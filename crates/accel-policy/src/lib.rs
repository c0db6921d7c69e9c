// Copyright (c) 2025 Dimitris Kafetzis
//
// Licensed under the MIT License.
// See LICENSE file in the project root for full license information.
//
// SPDX-License-Identifier: MIT

//! # accel-policy
//!
//! The acceleration policy handed to the delegate selector: which mode to
//! run in, how much work the load-balancing GPU backend may hand back to the
//! CPU, and where the GPU and accelerator-API backends may cache compiled
//! artefacts.
//!
//! Policies come from a small JSON document:
//! ```json
//! {
//!   "policy": "LOAD_BALANCING",
//!   "cpu_fallback_percentage": 25,
//!   "serialization": { "dir_path": "/usr/share/aif", "model_token": "pose2d_gpu_mid" }
//! }
//! ```
//! Parsing never fails. Every malformed or missing field falls back to its
//! default on its own, and each such fallback is reported as a
//! [`PolicyDiagnostic`].
//!
//! # Example
//! ```
//! use accel_policy::{AccelerationMode, AccelerationPolicy};
//!
//! let policy = AccelerationPolicy::parse(r#"{"policy":"MIN_LATENCY"}"#);
//! assert_eq!(policy.mode(), AccelerationMode::MinimumLatency);
//! ```

mod document;
mod error;
mod mode;
mod policy;

pub use document::{ParsedPolicy, PolicyDiagnostic};
pub use error::PolicyError;
pub use mode::AccelerationMode;
pub use policy::{AccelerationPolicy, AcceleratorCache, GpuResultCache};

# # # # #

List every line above containing the word "AccelerationPolicy".

▶ _ANSWER SECTION_
//! use accel_policy::{AccelerationMode, AccelerationPolicy};
//! let policy = AccelerationPolicy::parse(r#"{"policy":"MIN_LATENCY"}"#);
pub use policy::{AccelerationPolicy, AcceleratorCache, GpuResultCache};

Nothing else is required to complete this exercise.